Functional Features That Make Life Better
- Open-concept layout for smoother daily flow
- 4-bedroom split-bedroom design for added privacy
- Main-level primary suite
- Kitchen island with central placement
- Main-level laundry and mud room
- Rear porch for outdoor living
- Oversized 3-car side-entry garage
- Single-story layout with 10-foot ceilings
- Multiple foundation options for build flexibility
Quick Specs
| Feature | Detail |
|---|---|
| Total Heated Area | ~2,674 sq ft |
| Bedrooms | 4 |
| Bathrooms | 2 full + 1 half |
| Stories | 1 |
| Garage | 3-car side-entry (~1,037 sq ft) |
| Width × Depth | ~90′-5″ × 71′-7″ |
| Height | ~27′-5″ |
| Ceiling Height | 10′ first floor |
| Roof Pitch | 12:12 |
| Exterior Walls | 2×4 standard / optional 2×6 |
Estimated U.S. Build Cost
Typical U.S. construction costs for a European-style home of this size generally range between $185 and $360 per square foot, depending on region, labor, exterior materials, finish quality, and site conditions.

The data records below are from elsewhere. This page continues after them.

//! Generational index store
//!
//! Root indexes are cached independently. Every build or update publishes a
//! whole new `SourceIndex` generation; readers keep the `Arc` they started
//! with, so a reindex never changes results under a running query.
//!
//! @module index/store

use std::collections::HashMap;
use std::path::{Path, PathBuf};
use std::sync::Arc;

use chrono::{DateTime, Utc};
use parking_lot::{Mutex, RwLock};
use tracing::info;

use super::builder::{IndexBuilder, IndexWarning, IndexedFile, RootIndex};
use super::symbols::ClassSymbol;
use crate::core::config::IndexConfig;
use crate::core::error::Result;

/// One published generation
#[derive(Debug, Clone)]
pub struct SourceIndex {
    pub generation: u64,
    pub roots: HashMap<PathBuf, Arc<RootIndex>>,
    pub built_at: DateTime<Utc>,
}

impl SourceIndex {
    fn empty() -> Self {
        Self {
            generation: 0,
            roots: HashMap::new(),
            built_at: Utc::now(),
        }
    }

    fn successor(&self, roots: HashMap<PathBuf, Arc<RootIndex>>) -> Self {
        Self {
            generation: self.generation + 1,
            roots,
            built_at: Utc::now(),
        }
    }
}

/// The roots of one scope, taken from a single generation
#[derive(Debug, Clone)]
pub struct IndexView {
    generation: u64,
    parts: Vec<Arc<RootIndex>>,
}

impl IndexView {
    pub fn generation(&self) -> u64 {
        self.generation
    }

    pub fn is_empty(&self) -> bool {
        self.parts.iter().all(|p| p.files.is_empty())
    }

    pub fn roots(&self) -> impl Iterator<Item = &RootIndex> {
        self.parts.iter().map(|p| p.as_ref())
    }

    pub fn root_paths(&self) -> Vec<PathBuf> {
        self.parts.iter().map(|p| p.root.clone()).collect()
    }

    /// Every file in scope order, then path order
    pub fn files(&self) -> impl Iterator<Item = &IndexedFile> {
        self.parts.iter().flat_map(|p| p.files.iter())
    }

    pub fn classes(&self) -> impl Iterator<Item = &ClassSymbol> {
        self.parts.iter().flat_map(|p| p.classes())
    }

    pub fn classes_named(&self, name: &str) -> Vec<&ClassSymbol> {
        self.parts
            .iter()
            .flat_map(|p| p.classes_named(name))
            .collect()
    }

    /// Resolve a class by simple or qualified name. A definition always
    /// wins over a forward declaration.
    pub fn find_class(&self, name: &str) -> Option<&ClassSymbol> {
        let candidates = self.classes_named(name.trim());
        candidates
            .iter()
            .find(|c| !c.is_forward)
            .or_else(|| candidates.first())
            .copied()
    }

    pub fn file(&self, path: &Path) -> Option<&IndexedFile> {
        self.parts.iter().find_map(|p| p.file(path))
    }

    pub fn warnings(&self) -> impl Iterator<Item = &IndexWarning> {
        self.parts.iter().flat_map(|p| p.warnings.iter())
    }
}

/// Owns the current generation and serializes builds
pub struct IndexStore {
    builder: IndexBuilder,
    current: RwLock<Arc<SourceIndex>>,
    build_lock: Mutex<()>,
}

impl IndexStore {
    pub fn new(config: &IndexConfig) -> Result<Self> {
        Ok(Self {
            builder: IndexBuilder::new(config)?,
            current: RwLock::new(Arc::new(SourceIndex::empty())),
            build_lock: Mutex::new(()),
        })
    }

    pub fn snapshot(&self) -> Arc<SourceIndex> {
        self.current.read().clone()
    }

    pub fn generation(&self) -> u64 {
        self.current.read().generation
    }

    /// View over `roots`, building only those never indexed before
    pub fn ensure(&self, roots: &[PathBuf]) -> Result<IndexView> {
        let snapshot = self.snapshot();
        if roots.iter().all(|r| snapshot.roots.contains_key(r)) {
            return Ok(view_of(&snapshot, roots));
        }

        let _guard = self.build_lock.lock();
        // Another caller may have built them while we waited
        let snapshot = self.snapshot();
        let missing: Vec<&PathBuf> = roots
            .iter()
            .filter(|r| !snapshot.roots.contains_key(*r))
            .collect();
        if missing.is_empty() {
            return Ok(view_of(&snapshot, roots));
        }

        let mut next_roots = snapshot.roots.clone();
        for root in missing {
            let built = self.builder.build_root(root)?;
            next_roots.insert(root.clone(), Arc::new(built));
        }

        let next = Arc::new(snapshot.successor(next_roots));
        self.publish(next.clone());
        Ok(view_of(&next, roots))
    }

    /// Re-index `roots` from scratch, keeping other cached roots
    pub fn rebuild(&self, roots: &[PathBuf]) -> Result<IndexView> {
        let _guard = self.build_lock.lock();
        let snapshot = self.snapshot();

        let mut next_roots = snapshot.roots.clone();
        for root in roots {
            let built = self.builder.build_root(root)?;
            next_roots.insert(root.clone(), Arc::new(built));
        }

        let next = Arc::new(snapshot.successor(next_roots));
        self.publish(next.clone());
        Ok(view_of(&next, roots))
    }

    /// Re-read `changed` files in whichever cached roots contain them.
    /// Returns the generation that is current afterwards.
    pub fn update(&self, changed: &[PathBuf]) -> u64 {
        let _guard = self.build_lock.lock();
        let snapshot = self.snapshot();

        let mut next_roots = snapshot.roots.clone();
        let mut touched = 0;
        for (root, index) in &snapshot.roots {
            let relevant: Vec<PathBuf> = changed
                .iter()
                .filter(|p| p.starts_with(root))
                .cloned()
                .collect();
            if relevant.is_empty() {
                continue;
            }
            touched += 1;
            let updated = self.builder.update_root(index, &relevant);
            next_roots.insert(root.clone(), Arc::new(updated));
        }

        if touched == 0 {
            return snapshot.generation;
        }

        let next = Arc::new(snapshot.successor(next_roots));
        let generation = next.generation;
        self.publish(next);
        generation
    }

    fn publish(&self, next: Arc<SourceIndex>) {
        info!(
            generation = next.generation,
            roots = next.roots.len(),
            "Published index generation"
        );
        *self.current.write() = next;
    }
}

fn view_of(index: &SourceIndex, roots: &[PathBuf]) -> IndexView {
    IndexView {
        generation: index.generation,
        parts: roots
            .iter()
            .filter_map(|r| index.roots.get(r).cloned())
            .collect(),
    }
}
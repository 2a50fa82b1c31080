//! Text search over an index view
//!
//! `smart` and `tokens` match whole files (every token must appear);
//! `regex` matches single lines. Scanning runs on the rayon pool, file
//! order is preserved before ranking.

use rayon::prelude::*;
use regex::Regex;
use std::cmp::Ordering;

use super::results::{context_snippet, Occurrence, QueryMode, SearchRequest, SearchResult};
use crate::core::error::{Error, Result};
use crate::index::{IndexView, IndexedFile};
use crate::parse::FilePattern;

const REGEX_METACHARACTERS: &[char] = &[
    '\\', '.', '^', '$', '*', '+', '?', '(', ')', '[', ']', '{', '}', '|',
];

/// The mode a query actually runs in.
///
/// A single-word smart/tokens query that looks like a regular expression
/// and compiles as one runs as a regex.
pub fn resolve_mode(query: &str, requested: QueryMode) -> QueryMode {
    if requested == QueryMode::Regex {
        return QueryMode::Regex;
    }
    let query = query.trim();
    let looks_like_regex = !query.is_empty()
        && !query.contains(char::is_whitespace)
        && query.contains(REGEX_METACHARACTERS)
        && Regex::new(query).is_ok();

    if looks_like_regex {
        QueryMode::Regex
    } else {
        requested
    }
}

/// Run a search against `view`
pub fn search(view: &IndexView, request: &SearchRequest) -> Result<SearchResult> {
    let mode = resolve_mode(&request.query, request.mode);
    let searched_paths = view.root_paths();

    let filter = match request.file_glob.as_deref().map(str::trim) {
        Some(glob) if !glob.is_empty() => Some(FilePattern::new(glob)?),
        _ => None,
    };

    let files: Vec<&IndexedFile> = view
        .files()
        .filter(|f| filter.as_ref().map_or(true, |p| p.matches(&f.relative)))
        .collect();

    let mut matches = match mode {
        QueryMode::Regex => regex_matches(&files, &request.query, request.include_comments)?,
        QueryMode::Smart | QueryMode::Tokens => {
            let tokens = tokenize(&request.query);
            if tokens.is_empty() {
                return Ok(SearchResult::empty(mode, searched_paths));
            }
            let mut hits = token_matches(&files, &request.query, &tokens, request.include_comments);
            if mode == QueryMode::Smart {
                hits.sort_by(rank_order);
            } else {
                for hit in &mut hits {
                    hit.score = None;
                }
            }
            hits
        }
    };

    let total_count = matches.len();
    let truncated = total_count > request.max_results;
    matches.truncate(request.max_results);

    Ok(SearchResult {
        matches,
        total_count,
        truncated,
        mode,
        searched_paths,
    })
}

/// Whole-identifier, case-sensitive occurrences outside comments
pub fn references(view: &IndexView, identifier: &str) -> Result<Vec<Occurrence>> {
    let identifier = identifier.trim();
    if identifier.is_empty() {
        return Err(Error::InvalidQuery {
            message: "empty identifier".to_string(),
        });
    }

    let pattern = Regex::new(&format!(r"\b{}\b", regex::escape(identifier))).map_err(|e| {
        Error::InvalidQuery {
            message: e.to_string(),
        }
    })?;

    let files: Vec<&IndexedFile> = view.files().collect();
    let found: Vec<Vec<Occurrence>> = files
        .par_iter()
        .map(|file| {
            let mut out = Vec::new();
            for (idx, line) in file.lines.iter().enumerate() {
                let line_no = idx as u32 + 1;
                if file.is_comment_line(line_no) {
                    continue;
                }
                for m in pattern.find_iter(file.text(idx, false)) {
                    out.push(Occurrence {
                        text: m.as_str().to_string(),
                        file: file.path.clone(),
                        line: line_no,
                        column: m.start() as u32 + 1,
                        context: context_snippet(line),
                        enclosing_class: file
                            .enclosing_class(line_no)
                            .map(|c| c.qualified_name.to_string()),
                        score: None,
                    });
                }
            }
            out
        })
        .collect();

    Ok(found.into_iter().flatten().collect())
}

fn tokenize(query: &str) -> Vec<String> {
    let mut tokens: Vec<String> = Vec::new();
    for token in query.split_whitespace().map(|t| t.to_ascii_lowercase()) {
        if !tokens.contains(&token) {
            tokens.push(token);
        }
    }
    tokens
}

fn regex_matches(files: &[&IndexedFile], query: &str, include_comments: bool) -> Result<Vec<Occurrence>> {
    let pattern = Regex::new(query).map_err(|e| Error::InvalidQuery {
        message: format!("invalid regex '{}': {}", query, e),
    })?;

    let per_file: Vec<Vec<Occurrence>> = files
        .par_iter()
        .map(|file| {
            file.lines
                .iter()
                .enumerate()
                .filter_map(|(idx, line)| {
                    let line_no = idx as u32 + 1;
                    if !include_comments && file.is_comment_line(line_no) {
                        return None;
                    }
                    pattern.find(file.text(idx, include_comments)).map(|m| Occurrence {
                        text: m.as_str().to_string(),
                        file: file.path.clone(),
                        line: line_no,
                        column: m.start() as u32 + 1,
                        context: context_snippet(line),
                        enclosing_class: None,
                        score: None,
                    })
                })
                .collect()
        })
        .collect();

    Ok(per_file.into_iter().flatten().collect())
}

fn token_matches(
    files: &[&IndexedFile],
    query: &str,
    tokens: &[String],
    include_comments: bool,
) -> Vec<Occurrence> {
    files
        .par_iter()
        .filter_map(|file| score_file(file, query, tokens, include_comments))
        .collect()
}

/// One occurrence at the line with the most distinct tokens, if the file
/// contains every token
fn score_file(file: &IndexedFile, query: &str, tokens: &[String], include_comments: bool) -> Option<Occurrence> {
    let mut frequency = vec![0usize; tokens.len()];
    // (line index, distinct tokens, column of first hit)
    let mut best: Option<(usize, usize, usize)> = None;

    for idx in 0..file.lines.len() {
        if !include_comments && file.is_comment_line(idx as u32 + 1) {
            continue;
        }
        let lower = file.text(idx, include_comments).to_ascii_lowercase();
        let mut distinct = 0;
        let mut first_col = usize::MAX;
        for (t, token) in tokens.iter().enumerate() {
            let mut count = 0;
            for (pos, _) in lower.match_indices(token.as_str()) {
                count += 1;
                first_col = first_col.min(pos);
            }
            if count > 0 {
                distinct += 1;
                frequency[t] += count;
            }
        }
        if distinct > 0 && best.map_or(true, |(_, d, _)| distinct > d) {
            best = Some((idx, distinct, first_col));
        }
    }

    if frequency.iter().any(|f| *f == 0) {
        return None;
    }
    let (idx, distinct, column) = best?;

    let score = 10.0 * distinct as f64
        + frequency
            .iter()
            .map(|f| (1.0 + *f as f64).ln())
            .sum::<f64>();

    let line = &file.lines[idx];
    Some(Occurrence {
        text: query.trim().to_string(),
        file: file.path.clone(),
        line: idx as u32 + 1,
        column: column as u32 + 1,
        context: context_snippet(line),
        enclosing_class: None,
        score: Some(score),
    })
}

fn rank_order(a: &Occurrence, b: &Occurrence) -> Ordering {
    let (sa, sb) = (a.score.unwrap_or(0.0), b.score.unwrap_or(0.0));
    sb.partial_cmp(&sa)
        .unwrap_or(Ordering::Equal)
        .then_with(|| a.file.cmp(&b.file))
}

#[cfg(test)]
mod tests {
    use super::*;
    use crate::core::config::IndexConfig;
    use crate::index::IndexStore;
    use tempfile::TempDir;

    fn view_of(files: &[(&str, &str)]) -> (TempDir, IndexView) {
        let temp = TempDir::new().unwrap();
        for (rel, content) in files {
            let path = temp.path().join(rel);
            std::fs::create_dir_all(path.parent().unwrap()).unwrap();
            std::fs::write(path, content).unwrap();
        }
        let store = IndexStore::new(&IndexConfig::default()).unwrap();
        let view = store.ensure(&[temp.path().to_path_buf()]).unwrap();
        (temp, view)
    }

    fn file_names(result: &SearchResult) -> Vec<String> {
        result
            .matches
            .iter()
            .map(|m| m.file.file_name().unwrap().to_string_lossy().to_string())
            .collect()
    }

    #[test]
    fn test_smart_ranking_and_truncation() {
        let (_temp, view) = view_of(&[
            ("A.h", "// health\nfloat Health;\nvoid Regen();\n"),
            ("B.h", "float Health; float RegenRate;\nfloat HealthRegen;\n"),
            ("C.h", "Health\nRegen\n"),
            ("D.h", "int HealthRegenPerSecond; float HealthRegenDelay; bool bRegenHealth;\n"),
            ("E.h", "void Regen(); float Health; // health regen health regen health regen\n"),
            ("F.h", "float Health;\n"),
        ]);

        let request = SearchRequest::new("Health Regen")
            .max_results(2)
            .include_comments(false);
        let result = search(&view, &request).unwrap();

        assert_eq!(result.mode, QueryMode::Smart);
        assert_eq!(result.total_count, 5);
        assert!(result.truncated);
        assert_eq!(result.matches.len(), 2);
        // D has both tokens on one line and the highest code frequency
        assert_eq!(file_names(&result), vec!["D.h", "B.h"]);
        assert_eq!(result.matches[0].line, 1);

        // Trailing comment text counts once comments are included
        let result = search(&view, &request.clone().include_comments(true)).unwrap();
        assert_eq!(file_names(&result), vec!["E.h", "D.h"]);
    }

    #[test]
    fn test_tokens_mode_keeps_index_order() {
        let (_temp, view) = view_of(&[
            ("A.h", "Health\nRegen\n"),
            ("B.h", "HealthRegen HealthRegen HealthRegen\n"),
        ]);

        let request = SearchRequest::new("regen HEALTH").mode(QueryMode::Tokens);
        let result = search(&view, &request).unwrap();
        assert_eq!(file_names(&result), vec!["A.h", "B.h"]);
        assert!(result.matches.iter().all(|m| m.score.is_none()));
        assert!(!result.truncated);
    }

    #[test]
    fn test_comment_exclusion() {
        let (_temp, view) = view_of(&[
            ("A.h", "// Stamina lives here\nint X;\n"),
            ("B.h", "float Stamina;\n"),
            ("C.h", "int Y; /* stamina */ int Z; // stamina note\n"),
        ]);

        let result = search(&view, &SearchRequest::new("stamina")).unwrap();
        assert_eq!(result.total_count, 3);

        let result = search(&view, &SearchRequest::new("stamina").include_comments(false)).unwrap();
        assert_eq!(file_names(&result), vec!["B.h"]);

        let request = SearchRequest::new("(?i)stamina|note")
            .mode(QueryMode::Regex)
            .include_comments(false);
        let result = search(&view, &request).unwrap();
        assert_eq!(file_names(&result), vec!["B.h"]);
    }

    #[test]
    fn test_regex_mode_counts_lines() {
        let (_temp, view) = view_of(&[("A.h", "float Health;\nint Ammo;\nfloat Armor;\n")]);

        let request = SearchRequest::new(r"float \w+").mode(QueryMode::Regex);
        let result = search(&view, &request).unwrap();
        assert_eq!(result.total_count, 2);
        assert_eq!(result.matches[0].text, "float Health");
        assert_eq!(result.matches[1].line, 3);
    }

    #[test]
    fn test_mode_fallback() {
        assert_eq!(resolve_mode("Get.*Health", QueryMode::Smart), QueryMode::Regex);
        assert_eq!(resolve_mode("Health Regen", QueryMode::Smart), QueryMode::Smart);
        assert_eq!(resolve_mode("UHealth", QueryMode::Tokens), QueryMode::Tokens);
        assert_eq!(resolve_mode("Foo(", QueryMode::Smart), QueryMode::Smart);

        let (_temp, view) = view_of(&[("A.h", "void GetHealth();\n")]);
        let result = search(&view, &SearchRequest::new("Get.*Health")).unwrap();
        assert_eq!(result.mode, QueryMode::Regex);
        assert_eq!(result.total_count, 1);
    }

    #[test]
    fn test_invalid_regex_is_error() {
        let (_temp, view) = view_of(&[("A.h", "x\n")]);
        let request = SearchRequest::new("Foo(").mode(QueryMode::Regex);
        assert!(matches!(search(&view, &request), Err(Error::InvalidQuery { .. })));
    }

    #[test]
    fn test_file_glob_filter() {
        let (_temp, view) = view_of(&[
            ("Public/A.h", "Shield\n"),
            ("Private/A.cpp", "Shield\n"),
        ]);

        let result = search(&view, &SearchRequest::new("shield").file_glob("*.cpp")).unwrap();
        assert_eq!(file_names(&result), vec!["A.cpp"]);

        let result = search(&view, &SearchRequest::new("shield").file_glob("Public/*")).unwrap();
        assert_eq!(file_names(&result), vec!["A.h"]);
    }

    #[test]
    fn test_empty_view_is_empty_result() {
        let store = IndexStore::new(&IndexConfig::default()).unwrap();
        let view = store.ensure(&[]).unwrap();
        let result = search(&view, &SearchRequest::new("anything")).unwrap();
        assert!(result.is_empty());
        assert!(!result.truncated);
        assert!(result.searched_paths.is_empty());
    }

    #[test]
    fn test_references_are_whole_identifier() {
        let (temp, view) = view_of(&[(
            "A.h",
            "class UHealthComponent;\nclass AHero\n{\n    // UHealthComponent in a comment\n    UHealthComponent* Health;\n    UHealthComponentBase* Other;\n};\n",
        )]);

        let found = references(&view, "UHealthComponent").unwrap();
        let lines: Vec<u32> = found.iter().map(|o| o.line).collect();
        assert_eq!(lines, vec![1, 5]);
        assert_eq!(found[1].column, 5);
        assert_eq!(found[1].enclosing_class.as_deref(), Some("AHero"));
        assert_eq!(found[0].file, temp.path().join("A.h"));

        assert!(references(&view, "uhealthcomponent").unwrap().is_empty());
        assert!(references(&view, "  ").is_err());
    }
}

For this 2,674 sq ft home, that places the estimated build cost around:
- Low estimate: $495,000
- High estimate: $963,000
- Mid-range realistic build: $620,000 – $775,000
Because this design includes a large garage footprint, a wide single-story layout, and a steeper roof profile, real-world costs can climb a bit faster once finishes and site prep start getting ambitious. 13
Why This Home Works So Well
This European home stands out because it combines elegance with everyday usability in a very grounded way.
It gives you the curb appeal people love, the open shared spaces modern living needs, the split-bedroom privacy families appreciate, and the kind of garage and support spaces that make life easier instead of prettier-only.
It feels polished without being pretentious, spacious without becoming wasteful, and practical without losing charm.
That’s exactly what makes it such a strong design.